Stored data
______
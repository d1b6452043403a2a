//! Hierarchical grouping with per-group aggregation
//!
//! Rows are partitioned level by level according to an ordered list of
//! [`GroupConfig`]s, outermost first. Each partition carries the aggregates
//! requested for its level.
//!
//! # Example
//!
//! ```
//! use datagrid_lib::group::{AggregateType, Aggregation, GroupConfig, build_groups};
//! use datagrid_lib::model::{Row, RowEntry};
//!
//! let rows = vec![
//!     RowEntry::new(1, Row::new().set("dept", "A").set("amt", 10)),
//!     RowEntry::new(2, Row::new().set("dept", "B").set("amt", 20)),
//!     RowEntry::new(3, Row::new().set("dept", "A").set("amt", 30)),
//! ];
//! let config = [GroupConfig::new("dept").aggregate(Aggregation::new("amt", AggregateType::Sum))];
//!
//! let groups = build_groups(&rows, &config);
//! assert_eq!(groups.len(), 2);
//! assert_eq!(groups[0].aggregate("amt_sum"), Some(40.0));
//! ```

mod aggregate;
mod tree;

pub use aggregate::AggregateType;
pub use aggregate::Aggregation;
pub use aggregate::aggregate_rows;
pub use tree::GroupConfig;
pub use tree::GroupContent;
pub use tree::GroupLine;
pub use tree::GroupNode;
pub use tree::build_groups;
pub use tree::flatten_leaves;
pub use tree::visible_lines;
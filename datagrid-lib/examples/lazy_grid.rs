use std::sync::Arc;
use std::time::Duration;

use async_trait::async_trait;
use datagrid_lib::error::{BulkActionError, LoadError};
use datagrid_lib::events::{BulkActionHandler, GridListener};
use datagrid_lib::identity::RowIdentity;
use datagrid_lib::model::{Column, Row};
use datagrid_lib::pagination::{
    MemoryLoader, Page, PageInfo, PageLoader, PageRequest, PaginationConfig,
};
use datagrid_lib::query::FilterOperator;
use datagrid_lib::{DataGrid, GridConfig};
use simplelog::{ColorChoice, Config, LevelFilter, TermLogger, TerminalMode};

/// Simulates a remote service: filtering and sorting happen "server-side".
struct SlowService {
    backend: MemoryLoader,
}

#[async_trait]
impl PageLoader for SlowService {
    async fn load_page(&self, request: &PageRequest) -> Result<Page, LoadError> {
        tokio::time::sleep(Duration::from_millis(50)).await;
        log::info!("served page {} (size {})", request.page, request.page_size);
        self.backend.load_page(request).await
    }
}

struct PrintListener;

impl GridListener for PrintListener {
    fn on_page_change(&self, page: &PageInfo) {
        log::info!("page {}/{}", page.current_page, page.total_pages);
    }

    fn on_load_error(&self, error: &LoadError) {
        log::error!("{error}");
    }
}

struct Export;

#[async_trait]
impl BulkActionHandler for Export {
    async fn on_bulk_action(&self, action_id: &str, rows: Vec<Row>) -> Result<(), BulkActionError> {
        for row in &rows {
            println!("{action_id}: {} ({})", row.value("sku"), row.value("stock"));
        }
        Ok(())
    }
}

fn inventory() -> Vec<Row> {
    (1..=47i64)
        .map(|i| {
            Row::new()
                .set("sku", format!("SKU-{i:03}"))
                .set("warehouse", if i % 3 == 0 { "East" } else { "West" })
                .set("stock", (i * 37) % 101)
        })
        .collect()
}

#[tokio::main(flavor = "current_thread")]
async fn main() -> Result<(), Box<dyn std::error::Error>> {
    TermLogger::init(
        LevelFilter::Debug,
        Config::default(),
        TerminalMode::Mixed,
        ColorChoice::Auto,
    )?;

    let config = GridConfig::new(vec![
        Column::new("sku", "SKU", 100),
        Column::new("warehouse", "Warehouse", 100),
        Column::new("stock", "Stock", 80).sortable(),
    ])
    .with_identity(RowIdentity::field("sku"))
    .with_pagination(PaginationConfig::lazy(10));

    let service = SlowService {
        backend: MemoryLoader::new(inventory()),
    };
    let grid = DataGrid::new(config)?
        .with_loader(Arc::new(service))
        .with_listener(Arc::new(PrintListener));

    grid.load().await?;
    grid.select_all(true);

    grid.set_filter("warehouse", "East", FilterOperator::Equals);
    grid.sort("stock");
    grid.load().await?;
    for entry in grid.view().rows {
        println!("{} {} {}", entry.id, entry.row.value("warehouse"), entry.row.value("stock"));
    }

    grid.load_page(2).await?;
    grid.select_all(true);

    let exported = grid.run_bulk_action("export", &Export).await?;
    println!("exported {exported} rows across pages");
    Ok(())
}
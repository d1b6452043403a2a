mod common;

use std::sync::atomic::{AtomicBool, AtomicUsize, Ordering};
use std::sync::{Arc, Mutex, OnceLock};
use std::time::Duration;

use async_trait::async_trait;
use common::{ids, scenario_config};
use datagrid_lib::error::{GridError, LoadError};
use datagrid_lib::events::GridListener;
use datagrid_lib::identity::RowIdentity;
use datagrid_lib::model::{Row, RowId};
use datagrid_lib::pagination::{
    FnLoader, LoadOutcome, MemoryLoader, Page, PageLoader, PageRequest, PaginationConfig,
};
use datagrid_lib::query::FilterOperator;
use datagrid_lib::{DataGrid, GridConfig};

fn remote_rows(n: i64) -> Vec<Row> {
    (1..=n)
        .map(|i| {
            Row::new()
                .set("id", i)
                .set("dept", if i % 2 == 0 { "B" } else { "A" })
                .set("amt", i * 10)
        })
        .collect()
}

fn lazy_grid(page_size: usize, loader: Arc<dyn PageLoader>) -> DataGrid {
    DataGrid::new(scenario_config(PaginationConfig::lazy(page_size)))
        .unwrap()
        .with_loader(loader)
}

#[tokio::test]
async fn test_loads_first_page() {
    let grid = lazy_grid(3, Arc::new(MemoryLoader::new(remote_rows(8))));

    let outcome = grid.load().await.unwrap();
    assert_eq!(outcome, LoadOutcome::Applied { rows: 3, total_items: 8 });

    let view = grid.view();
    assert_eq!(ids(&view.rows), vec!["1", "2", "3"]);
    assert_eq!(view.page.total_pages, 3);
    assert!(!view.loading);
}

#[tokio::test]
async fn test_load_page_navigates() {
    let grid = lazy_grid(3, Arc::new(MemoryLoader::new(remote_rows(8))));
    grid.load().await.unwrap();

    grid.load_page(3).await.unwrap();
    assert_eq!(ids(&grid.view().rows), vec!["7", "8"]);

    let outcome = grid.load_page(4).await.unwrap();
    assert_eq!(outcome, LoadOutcome::OutOfRange);
    assert_eq!(grid.page_info().current_page, 3);
}

#[tokio::test]
async fn test_rows_are_displayed_verbatim() {
    // A loader that ignores filters; the grid must not filter locally.
    let loader = FnLoader::new(|request: PageRequest| async move {
        let rows = vec![
            Row::new().set("id", 20).set("amt", 1),
            Row::new().set("id", 10).set("amt", 999),
        ];
        Ok::<_, LoadError>(Page::new(rows, request.page_size * 4))
    });
    let grid = lazy_grid(2, Arc::new(loader));
    grid.set_filter("amt", 500, FilterOperator::Gt);
    grid.sort("amt");
    grid.load().await.unwrap();

    assert_eq!(ids(&grid.view().rows), vec!["20", "10"]);
    assert_eq!(grid.page_info().total_items, 8);
}

#[tokio::test]
async fn test_request_carries_filters_and_sort() {
    let grid = lazy_grid(2, Arc::new(MemoryLoader::new(remote_rows(8))));
    grid.set_filter("dept", "B", FilterOperator::Equals);
    grid.sort("amt");
    grid.sort("amt");
    grid.load().await.unwrap();

    assert_eq!(ids(&grid.view().rows), vec!["8", "6"]);
    assert_eq!(grid.page_info().total_items, 4);
}

#[tokio::test]
async fn test_index_identity_uses_page_offset() {
    let config = scenario_config(PaginationConfig::lazy(3)).with_identity(RowIdentity::Index);
    let grid = DataGrid::new(config)
        .unwrap()
        .with_loader(Arc::new(MemoryLoader::new(remote_rows(8))));
    grid.load().await.unwrap();
    grid.load_page(2).await.unwrap();
    assert_eq!(ids(&grid.view().rows), vec!["#3", "#4", "#5"]);
}

#[test]
fn test_second_request_blocked_while_in_flight() {
    let grid = DataGrid::new(scenario_config(PaginationConfig::lazy(2))).unwrap();
    let first = grid.begin_load().unwrap();
    assert!(grid.is_loading());
    assert!(matches!(grid.begin_load(), Err(GridError::LoadInFlight)));

    grid.complete_load(&first, Ok(Page::new(remote_rows(2), 6))).unwrap();
    assert!(!grid.is_loading());
    assert!(grid.begin_load().is_ok());
}

#[test]
fn test_cancel_load_releases_only_its_own_request() {
    let grid = DataGrid::new(scenario_config(PaginationConfig::lazy(2))).unwrap();
    let first = grid.begin_load().unwrap();
    assert!(grid.cancel_load(&first));
    assert!(!grid.is_loading());
    assert!(!grid.cancel_load(&first));

    let second = grid.begin_load().unwrap();
    assert!(!grid.cancel_load(&first));
    assert!(grid.is_loading());

    // A late response for the cancelled request must not release the new one.
    grid.complete_load(&first, Ok(Page::new(remote_rows(2), 6))).unwrap();
    assert!(grid.is_loading());
    grid.complete_load(&second, Ok(Page::new(remote_rows(2), 6))).unwrap();
    assert!(!grid.is_loading());
}

struct SlowLoader {
    inner: MemoryLoader,
    delay: Duration,
}

#[async_trait]
impl PageLoader for SlowLoader {
    async fn load_page(&self, request: &PageRequest) -> Result<Page, LoadError> {
        tokio::time::sleep(self.delay).await;
        self.inner.load_page(request).await
    }
}

#[tokio::test]
async fn test_dropped_load_releases_in_flight_flag() {
    let grid = lazy_grid(
        2,
        Arc::new(SlowLoader {
            inner: MemoryLoader::new(remote_rows(6)),
            delay: Duration::from_millis(200),
        }),
    );

    let timed_out = tokio::time::timeout(Duration::from_millis(10), grid.load()).await;
    assert!(timed_out.is_err());
    assert!(!grid.is_loading());

    let outcome = grid.load().await.unwrap();
    assert_eq!(outcome, LoadOutcome::Applied { rows: 2, total_items: 6 });
    assert_eq!(ids(&grid.view().rows), vec!["1", "2"]);
}

#[test]
fn test_stale_response_after_page_size_change() {
    let grid = DataGrid::new(scenario_config(PaginationConfig::lazy(2))).unwrap();
    let request = grid.begin_load().unwrap();
    grid.set_page_size(5);

    let outcome = grid
        .complete_load(&request, Ok(Page::new(remote_rows(2), 6)))
        .unwrap();
    assert_eq!(outcome, LoadOutcome::Stale);
    assert!(grid.view().rows.is_empty());
    assert!(!grid.is_loading());
}

#[test]
fn test_stale_response_after_filter_change() {
    let grid = DataGrid::new(scenario_config(PaginationConfig::lazy(2))).unwrap();
    let request = grid.begin_load().unwrap();
    grid.set_filter("dept", "A", FilterOperator::Equals);

    let outcome = grid
        .complete_load(&request, Ok(Page::new(remote_rows(2), 6)))
        .unwrap();
    assert_eq!(outcome, LoadOutcome::Stale);
}

#[derive(Default)]
struct ErrorRecorder {
    errors: Mutex<Vec<String>>,
}

impl GridListener for ErrorRecorder {
    fn on_load_error(&self, error: &LoadError) {
        self.errors.lock().unwrap().push(error.to_string());
    }
}

struct FlakyLoader {
    inner: MemoryLoader,
    fail: AtomicBool,
}

#[async_trait]
impl PageLoader for FlakyLoader {
    async fn load_page(&self, request: &PageRequest) -> Result<Page, LoadError> {
        if self.fail.load(Ordering::SeqCst) {
            return Err(LoadError::failed(request.page, request.page_size, "connection reset"));
        }
        self.inner.load_page(request).await
    }
}

#[tokio::test]
async fn test_failed_load_keeps_last_good_page() {
    let loader = Arc::new(FlakyLoader {
        inner: MemoryLoader::new(remote_rows(6)),
        fail: AtomicBool::new(false),
    });
    let recorder = Arc::new(ErrorRecorder::default());
    let grid = lazy_grid(2, loader.clone()).with_listener(recorder.clone());
    grid.load().await.unwrap();

    loader.fail.store(true, Ordering::SeqCst);
    grid.go_to_page(2);
    let result = grid.load().await;
    assert!(matches!(result, Err(GridError::Load(ref e)) if e.is_retryable()));
    assert_eq!(ids(&grid.view().rows), vec!["1", "2"]);
    assert!(!grid.is_loading());
    assert_eq!(recorder.errors.lock().unwrap().len(), 1);

    loader.fail.store(false, Ordering::SeqCst);
    grid.load().await.unwrap();
    assert_eq!(ids(&grid.view().rows), vec!["3", "4"]);
}

/// Changes the grid's page size during the first request, as a user would
/// while the request is outstanding.
struct InterruptingLoader {
    inner: MemoryLoader,
    grid: OnceLock<DataGrid>,
    calls: AtomicUsize,
}

#[async_trait]
impl PageLoader for InterruptingLoader {
    async fn load_page(&self, request: &PageRequest) -> Result<Page, LoadError> {
        if self.calls.fetch_add(1, Ordering::SeqCst) == 0
            && let Some(grid) = self.grid.get()
        {
            grid.set_page_size(4);
        }
        self.inner.load_page(request).await
    }
}

#[tokio::test]
async fn test_load_retries_after_stale_response() {
    let loader = Arc::new(InterruptingLoader {
        inner: MemoryLoader::new(remote_rows(8)),
        grid: OnceLock::new(),
        calls: AtomicUsize::new(0),
    });
    let grid = lazy_grid(2, loader.clone());
    let _ = loader.grid.set(grid.clone());

    let outcome = grid.load().await.unwrap();
    assert_eq!(outcome, LoadOutcome::Applied { rows: 4, total_items: 8 });
    assert_eq!(loader.calls.load(Ordering::SeqCst), 2);
    assert_eq!(ids(&grid.view().rows), vec!["1", "2", "3", "4"]);
}

#[tokio::test]
async fn test_missing_loader() {
    let grid = DataGrid::new(scenario_config(PaginationConfig::lazy(2))).unwrap();
    assert!(matches!(grid.load().await, Err(GridError::NoLoader)));
}

#[tokio::test]
async fn test_client_grid_rejects_lazy_operations() {
    let grid = DataGrid::new(GridConfig::default())
        .unwrap()
        .with_loader(Arc::new(MemoryLoader::new(Vec::new())));
    assert!(matches!(grid.load().await, Err(GridError::NotLazy)));
}

#[tokio::test]
async fn test_selection_spans_lazy_pages() {
    let grid = lazy_grid(2, Arc::new(MemoryLoader::new(remote_rows(6))));
    grid.load().await.unwrap();
    grid.select_row(&RowId::from(1), true);

    grid.load_page(2).await.unwrap();
    grid.select_row(&RowId::from(4), true);

    let amounts: Vec<String> = grid
        .selected_rows()
        .iter()
        .map(|row| row.value("amt").to_string())
        .collect();
    assert_eq!(amounts, vec!["10", "40"]);
}
//! Value enum for dynamic cell values

use std::borrow::Cow;
use std::fmt;

use chrono::DateTime;
use chrono::Utc;
use serde::Deserialize;
use serde::Serialize;

/// A dynamic value held by a single cell.
///
/// Rows are opaque mappings from column key to `Value`; the engine never
/// assumes a fixed row shape beyond the configured columns.
///
/// # Numeric access
///
/// Two flavours of numeric access exist:
///
/// - [`as_f64`](Value::as_f64) is strict and only accepts `Int`/`Float`. It is
///   used by aggregation and by sorting.
/// - [`coerce_number`](Value::coerce_number) also parses numeric strings. It is
///   used by filter comparison so that a typed-in `"15"` compares numerically
///   against a cell holding `15`.
///
/// # Example
///
/// ```
/// use datagrid_lib::model::Value;
///
/// assert_eq!(Value::from(15).as_f64(), Some(15.0));
/// assert_eq!(Value::from("15").as_f64(), None);
/// assert_eq!(Value::from("15").coerce_number(), Some(15.0));
/// ```
#[derive(Debug, Clone, Default, PartialEq, Serialize, Deserialize)]
#[serde(untagged)]
pub enum Value {
    /// Null/absent value.
    #[default]
    Null,
    /// Boolean value.
    Bool(bool),
    /// Integer value.
    Int(i64),
    /// Floating point value.
    Float(f64),
    /// String value.
    String(String),
    /// Timestamp, built from a `DateTime<Utc>`.
    ///
    /// Serializes as RFC 3339. Deserialized strings always stay `String`, so
    /// text filters see exactly the text that arrived.
    DateTime(DateTime<Utc>),
    /// Fallback for arrays, objects and anything else.
    Json(serde_json::Value),
}

impl Value {
    /// Returns `true` if this is a null value.
    pub fn is_null(&self) -> bool {
        matches!(self, Value::Null | Value::Json(serde_json::Value::Null))
    }

    /// Returns `true` for values a filter treats as "no value entered".
    pub fn is_empty(&self) -> bool {
        match self {
            Value::Null => true,
            Value::String(s) => s.is_empty(),
            Value::Json(serde_json::Value::Null) => true,
            Value::Json(serde_json::Value::String(s)) => s.is_empty(),
            Value::Json(serde_json::Value::Array(items)) => items.is_empty(),
            _ => false,
        }
    }

    /// Returns the type name of this value.
    pub fn type_name(&self) -> &'static str {
        match self {
            Value::Null => "null",
            Value::Bool(_) => "bool",
            Value::Int(_) => "int",
            Value::Float(_) => "float",
            Value::DateTime(_) => "datetime",
            Value::String(_) => "string",
            Value::Json(_) => "json",
        }
    }

    /// Returns the numeric value for `Int` and `Float` only.
    pub fn as_f64(&self) -> Option<f64> {
        match self {
            Value::Int(v) => Some(*v as f64),
            Value::Float(v) if !v.is_nan() => Some(*v),
            Value::Json(serde_json::Value::Number(n)) => n.as_f64(),
            _ => None,
        }
    }

    /// Coerces the value to a number, parsing numeric strings.
    ///
    /// Empty and whitespace-only strings do not coerce.
    pub fn coerce_number(&self) -> Option<f64> {
        if let Some(n) = self.as_f64() {
            return Some(n);
        }
        let text = match self {
            Value::String(s) => s.as_str(),
            Value::Json(serde_json::Value::String(s)) => s.as_str(),
            _ => return None,
        };
        let text = text.trim();
        if text.is_empty() {
            return None;
        }
        text.parse::<f64>().ok().filter(|n| n.is_finite())
    }

    /// Returns the string form used by text comparisons and grouping.
    pub fn as_text(&self) -> Cow<'_, str> {
        match self {
            Value::Null => Cow::Borrowed(""),
            Value::Bool(b) => Cow::Owned(b.to_string()),
            Value::Int(v) => Cow::Owned(v.to_string()),
            Value::Float(v) => Cow::Owned(v.to_string()),
            Value::DateTime(dt) => Cow::Owned(dt.to_rfc3339()),
            Value::String(s) => Cow::Borrowed(s),
            Value::Json(serde_json::Value::String(s)) => Cow::Borrowed(s),
            Value::Json(serde_json::Value::Null) => Cow::Borrowed(""),
            Value::Json(other) => Cow::Owned(other.to_string()),
        }
    }

    /// Returns the string value, if this is a string.
    pub fn as_str(&self) -> Option<&str> {
        match self {
            Value::String(s) => Some(s),
            _ => None,
        }
    }
}

impl fmt::Display for Value {
    fn fmt(&self, f: &mut fmt::Formatter<'_>) -> fmt::Result {
        f.write_str(&self.as_text())
    }
}

// =============================================================================
// From implementations
// =============================================================================

impl From<bool> for Value {
    fn from(v: bool) -> Self {
        Value::Bool(v)
    }
}

impl From<i32> for Value {
    fn from(v: i32) -> Self {
        Value::Int(v as i64)
    }
}

impl From<i64> for Value {
    fn from(v: i64) -> Self {
        Value::Int(v)
    }
}

impl From<u32> for Value {
    fn from(v: u32) -> Self {
        Value::Int(v as i64)
    }
}

impl From<f64> for Value {
    fn from(v: f64) -> Self {
        Value::Float(v)
    }
}

impl From<String> for Value {
    fn from(v: String) -> Self {
        Value::String(v)
    }
}

impl From<&str> for Value {
    fn from(v: &str) -> Self {
        Value::String(v.to_string())
    }
}

impl From<DateTime<Utc>> for Value {
    fn from(v: DateTime<Utc>) -> Self {
        Value::DateTime(v)
    }
}

impl<T: Into<Value>> From<Option<T>> for Value {
    fn from(v: Option<T>) -> Self {
        v.map(Into::into).unwrap_or(Value::Null)
    }
}

impl From<serde_json::Value> for Value {
    fn from(v: serde_json::Value) -> Self {
        match v {
            serde_json::Value::Null => Value::Null,
            serde_json::Value::Bool(b) => Value::Bool(b),
            serde_json::Value::Number(n) => match n.as_i64() {
                Some(i) => Value::Int(i),
                None => n
                    .as_f64()
                    .map(Value::Float)
                    .unwrap_or(Value::Json(serde_json::Value::Number(n))),
            },
            serde_json::Value::String(s) => Value::String(s),
            other => Value::Json(other),
        }
    }
}
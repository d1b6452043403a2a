//! Pagination: client-side slicing and lazily loaded remote pages
//!
//! The two data-sourcing models are mutually exclusive and chosen by
//! [`PaginationMode`]:
//!
//! - **Client** - the full dataset is in memory; each page is a window over
//!   the filtered and sorted rows. With `infinite_scroll` the window grows
//!   cumulatively from the first row instead.
//! - **Lazy** - each page is fetched from a [`PageLoader`]; its rows are
//!   displayed verbatim and `total_items` is whatever the loader reports.

mod loader;
mod memory;
mod state;

pub use loader::FnLoader;
pub use loader::LoadOutcome;
pub use loader::Page;
pub use loader::PageLoader;
pub use loader::PageRequest;
pub use memory::MemoryLoader;
pub use state::PageInfo;
pub use state::PaginationConfig;
pub use state::PaginationMode;
pub use state::PaginationState;
//! Row identity derivation.

use std::fmt;
use std::sync::Arc;

use serde::Deserialize;
use serde::Serialize;

use crate::model::Row;
use crate::model::RowEntry;
use crate::model::RowId;

/// Rule used to derive a stable [`RowId`] for each row.
///
/// Identities are computed once, when rows enter the grid, so selection and
/// expansion survive re-filtering and re-sorting. `Field` and `Composite` fall
/// back to the positional index for rows missing the key.
#[derive(Clone, Default, Serialize, Deserialize)]
#[serde(rename_all = "camelCase", tag = "kind", content = "keys")]
pub enum RowIdentity {
    /// The value of one field, e.g. `"id"`.
    Field(String),
    /// Several field values joined with `|`.
    Composite(Vec<String>),
    /// Position in the source array (or `(page-1)*pageSize + i` for lazy pages).
    #[default]
    Index,
    /// Host-supplied selector.
    #[serde(skip)]
    Custom(Arc<dyn Fn(&Row) -> Option<String> + Send + Sync>),
}

impl RowIdentity {
    pub fn field(key: impl Into<String>) -> Self {
        Self::Field(key.into())
    }

    pub fn composite(keys: impl IntoIterator<Item = impl Into<String>>) -> Self {
        Self::Composite(keys.into_iter().map(Into::into).collect())
    }

    pub fn custom(selector: impl Fn(&Row) -> Option<String> + Send + Sync + 'static) -> Self {
        Self::Custom(Arc::new(selector))
    }

    /// Column keys this identity reads, for config validation.
    pub fn keys(&self) -> Vec<&str> {
        match self {
            Self::Field(key) => vec![key.as_str()],
            Self::Composite(keys) => keys.iter().map(String::as_str).collect(),
            Self::Index | Self::Custom(_) => Vec::new(),
        }
    }

    /// Derives the id of `row` found at `position` in its source.
    pub fn identify(&self, row: &Row, position: usize) -> RowId {
        let derived = match self {
            Self::Field(key) => row
                .get(key)
                .filter(|v| !v.is_null())
                .map(|v| v.as_text().into_owned()),
            Self::Composite(keys) => {
                let parts: Option<Vec<String>> = keys
                    .iter()
                    .map(|k| row.get(k).map(|v| v.as_text().into_owned()))
                    .collect();
                parts.map(|p| p.join("|"))
            }
            Self::Index => None,
            Self::Custom(selector) => selector(row),
        };
        match derived {
            Some(id) => RowId::new(id),
            None => RowId::new(format!("#{position}")),
        }
    }

    /// Pairs each row with its identity; `offset` is the source position of
    /// the first row.
    pub fn assign(&self, rows: Vec<Row>, offset: usize) -> Vec<RowEntry> {
        rows.into_iter()
            .enumerate()
            .map(|(i, row)| RowEntry {
                id: self.identify(&row, offset + i),
                row,
            })
            .collect()
    }
}

impl fmt::Debug for RowIdentity {
    fn fmt(&self, f: &mut fmt::Formatter<'_>) -> fmt::Result {
        match self {
            Self::Field(key) => f.debug_tuple("Field").field(key).finish(),
            Self::Composite(keys) => f.debug_tuple("Composite").field(keys).finish(),
            Self::Index => f.write_str("Index"),
            Self::Custom(_) => f.write_str("Custom(..)"),
        }
    }
}
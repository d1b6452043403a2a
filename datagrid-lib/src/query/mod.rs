//! Filtering and sorting
//!
//! # Shared Types
//!
//! - [`FilterValue`] / [`FilterStore`] - per-column filter predicates
//! - [`SortState`] / [`Sorter`] - the single active sort key
//! - [`compare_values`] - ordering shared by sorting and group ordering

mod filter;
mod order;

pub use filter::FilterOperator;
pub use filter::FilterStore;
pub use filter::FilterValue;
pub use filter::passes;
pub use filter::passes_all;
pub use order::Direction;
pub use order::SortCycle;
pub use order::SortState;
pub use order::Sorter;
pub use order::compare_directed;
pub use order::compare_values;
pub use order::sort_entries;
______
Exercise goal
Report how many lines of the records above contain the word "println", and give only that number.

Answer section
3